*** Opening of Source material ***
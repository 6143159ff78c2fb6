//! Backtester CLI - Command line interface for portfolio backtests.
//!
//! Logs go to stderr so stdout stays machine-readable with `--json`.

use anyhow::{Context, Result};
use backtest_core::{
    build_policy, list_strategies,
    report::{self, ApiResponse},
    BacktestConfig, BacktestRun, Backtester, CsvPriceSource, EqualWeightAllocator,
    FixedTargetAllocator, PriceMatrix, PriceSource, Rebalance, ResultsRecord,
    SyntheticPriceSource, WeightAllocator,
};
use chrono::NaiveDate;
use clap::{Parser, Subcommand};
use serde_json::json;
use std::path::{Path, PathBuf};
use tracing_subscriber::{layer::SubscriberExt, util::SubscriberInitExt, EnvFilter};

const SAMPLE_SYMBOLS: [&str; 5] = ["AAPL", "GOOGL", "MSFT", "AMZN", "TSLA"];

#[derive(Parser)]
#[command(name = "backtester")]
#[command(about = "Portfolio backtester - allocation, returns and performance metrics")]
#[command(version)]
struct Cli {
    /// Configuration file (defaults to $BACKTESTER_CONFIG or the user config dir)
    #[arg(long, global = true)]
    config: Option<PathBuf>,

    /// Print a JSON envelope instead of text
    #[arg(long, global = true)]
    json: bool,

    #[command(subcommand)]
    command: Commands,
}

#[derive(Subcommand)]
enum Commands {
    /// Run a custom backtest
    Backtest {
        /// Symbols to backtest (comma-separated)
        #[arg(short, long, value_delimiter = ',', required = true)]
        symbols: Vec<String>,
        /// Start date (YYYY-MM-DD)
        #[arg(long)]
        start: NaiveDate,
        /// End date (YYYY-MM-DD)
        #[arg(long)]
        end: NaiveDate,
        /// Initial capital (overrides config)
        #[arg(short, long)]
        capital: Option<f64>,
        /// Write results JSON here
        #[arg(short, long)]
        output: Option<PathBuf>,
        /// Wide CSV price file; synthetic data is used when omitted
        #[arg(long)]
        prices: Option<PathBuf>,
        /// Use synthetic data if the price file cannot be read
        #[arg(long)]
        fallback_synthetic: bool,
        /// Strategy ID (overrides config)
        #[arg(long)]
        strategy: Option<String>,
        /// Fixed target weights, e.g. AAPL=0.6,MSFT=0.4
        #[arg(long)]
        targets: Option<String>,
        /// Rebalance frequency: daily, weekly or monthly (overrides config)
        #[arg(long)]
        rebalance: Option<Rebalance>,
    },
    /// Run a sample backtest with popular stocks on synthetic data
    Sample,
    /// Render a stored results file
    Report {
        /// Results JSON file
        #[arg(short, long)]
        input: PathBuf,
        /// Report file (.html for HTML, text otherwise)
        #[arg(short, long)]
        output: PathBuf,
    },
    /// List available strategies
    Strategies,
}

fn main() -> Result<()> {
    tracing_subscriber::registry()
        .with(EnvFilter::try_from_default_env().unwrap_or_else(|_| EnvFilter::new("info")))
        .with(tracing_subscriber::fmt::layer().with_writer(std::io::stderr))
        .init();

    let cli = Cli::parse();
    let json = cli.json;

    match run(cli) {
        Ok(output) => {
            println!("{}", output);
            Ok(())
        }
        Err(e) if json => {
            println!(
                "{}",
                serde_json::to_string_pretty(&ApiResponse::<()>::err(format!("{:#}", e)))?
            );
            std::process::exit(1);
        }
        Err(e) => Err(e),
    }
}

fn run(cli: Cli) -> Result<String> {
    let config = match &cli.config {
        Some(path) => BacktestConfig::load_from_path(path),
        None => BacktestConfig::load(),
    }
    .context("failed to load configuration")?;

    match cli.command {
        Commands::Backtest {
            symbols,
            start,
            end,
            capital,
            output,
            prices,
            fallback_synthetic,
            strategy,
            targets,
            rebalance,
        } => {
            let mut config = config;
            if let Some(capital) = capital {
                config.initial_capital = capital;
            }
            if let Some(strategy) = strategy {
                config.strategy = strategy;
            }
            if let Some(rebalance) = rebalance {
                config.rebalance = rebalance;
            }
            config.validate()?;

            let symbols: Vec<String> = symbols.iter().map(|s| s.trim().to_uppercase()).collect();
            let matrix = load_prices(
                &config,
                prices.as_deref(),
                fallback_synthetic,
                &symbols,
                start,
                end,
            )?;

            let allocator: Box<dyn WeightAllocator> = match targets {
                Some(targets) => Box::new(FixedTargetAllocator::parse(&targets)?),
                None => Box::new(EqualWeightAllocator),
            };

            let backtest = execute(&config, &matrix, allocator.as_ref())?;
            if let Some(path) = &output {
                save(&backtest.results, path)?;
            }
            render_run(cli.json, &config, &symbols, start, end, &backtest, output.as_deref())
        }
        Commands::Sample => {
            let symbols: Vec<String> = SAMPLE_SYMBOLS.iter().map(|s| s.to_string()).collect();
            let start = date(2020, 1, 1)?;
            let end = date(2023, 12, 31)?;

            let config = BacktestConfig {
                strategy: "buy_and_hold".to_string(),
                ..config
            };
            let matrix = SyntheticPriceSource::new(config.seed).fetch(&symbols, start, end)?;
            let backtest = execute(&config, &matrix, &EqualWeightAllocator)?;

            let path = PathBuf::from(format!(
                "sample_results_{}.json",
                chrono::Local::now().format("%Y%m%d_%H%M%S")
            ));
            save(&backtest.results, &path)?;
            render_run(cli.json, &config, &symbols, start, end, &backtest, Some(&path))
        }
        Commands::Report { input, output } => {
            let results = ResultsRecord::load(&input)
                .with_context(|| format!("failed to read results from {}", input.display()))?;

            let is_html = output
                .extension()
                .is_some_and(|ext| ext.eq_ignore_ascii_case("html"));
            let content = if is_html {
                report::html(&results)
            } else {
                report::summary(&results)
            };
            std::fs::write(&output, content)
                .with_context(|| format!("failed to write report to {}", output.display()))?;
            tracing::info!(path = %output.display(), html = is_html, "report generated");

            if cli.json {
                Ok(serde_json::to_string_pretty(&ApiResponse::ok(json!({
                    "report": output,
                })))?)
            } else {
                Ok(format!("Report generated: {}", output.display()))
            }
        }
        Commands::Strategies => Ok(serde_json::to_string_pretty(&ApiResponse::ok(json!({
            "strategies": list_strategies(),
        })))?),
    }
}

fn date(year: i32, month: u32, day: u32) -> Result<NaiveDate> {
    NaiveDate::from_ymd_opt(year, month, day)
        .with_context(|| format!("invalid date {}-{}-{}", year, month, day))
}

fn load_prices(
    config: &BacktestConfig,
    prices: Option<&Path>,
    fallback_synthetic: bool,
    symbols: &[String],
    start: NaiveDate,
    end: NaiveDate,
) -> Result<PriceMatrix> {
    let synthetic = SyntheticPriceSource::new(config.seed);
    let Some(path) = prices else {
        tracing::info!(seed = config.seed, "no price file given, using synthetic data");
        return Ok(synthetic.fetch(symbols, start, end)?);
    };

    match CsvPriceSource::new(path).fetch(symbols, start, end) {
        Ok(matrix) => Ok(matrix),
        Err(e) if fallback_synthetic => {
            tracing::warn!(
                error = %e,
                seed = config.seed,
                "price file failed, falling back to synthetic data"
            );
            Ok(synthetic.fetch(symbols, start, end)?)
        }
        Err(e) => Err(e).with_context(|| format!("failed to load prices from {}", path.display())),
    }
}

fn execute(
    config: &BacktestConfig,
    prices: &PriceMatrix,
    allocator: &dyn WeightAllocator,
) -> Result<BacktestRun> {
    let policy = build_policy(&config.strategy)?;
    let backtester = Backtester::from_config(config);
    Ok(backtester.run(prices, policy.as_ref(), allocator)?)
}

fn save(results: &ResultsRecord, path: &Path) -> Result<()> {
    results
        .save(path)
        .with_context(|| format!("failed to save results to {}", path.display()))?;
    tracing::info!(path = %path.display(), "results saved");
    Ok(())
}

fn render_run(
    json: bool,
    config: &BacktestConfig,
    symbols: &[String],
    start: NaiveDate,
    end: NaiveDate,
    backtest: &BacktestRun,
    saved_to: Option<&Path>,
) -> Result<String> {
    let results = &backtest.results;

    if json {
        return Ok(serde_json::to_string_pretty(&ApiResponse::ok(json!({
            "symbols": symbols,
            "start": start,
            "end": end,
            "initial_capital": config.initial_capital,
            "strategy": config.strategy,
            "rebalance": config.rebalance,
            "results": results.to_map(),
            "output": saved_to,
        })))?);
    }

    let mut lines = vec![
        "Backtest Results:".to_string(),
        format!("Symbols: {}", symbols.join(", ")),
        format!("Period: {} to {}", start, end),
        format!("Strategy: {}", config.strategy),
        format!("Initial Capital: {:.2}", config.initial_capital),
        format!("Final Value: {:.2}", results.final_value()),
        format!("Total Return: {:.2}%", results.total_return() * 100.0),
        format!("Annualized Return: {:.2}%", results.annualized_return() * 100.0),
        format!("Sharpe Ratio: {:.2}", results.sharpe_ratio()),
        format!("Max Drawdown: {:.2}%", results.max_drawdown() * 100.0),
    ];
    if let Some(path) = saved_to {
        lines.push(format!("Results saved to: {}", path.display()));
    }
    Ok(lines.join("\n"))
}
*** Close of Source material ***
> **Task brief**:
Copy out each line of the records where the word "input" appears.

> **Result**:
        input: PathBuf,
        Commands::Report { input, output } => {
            let results = ResultsRecord::load(&input)
                .with_context(|| format!("failed to read results from {}", input.display()))?;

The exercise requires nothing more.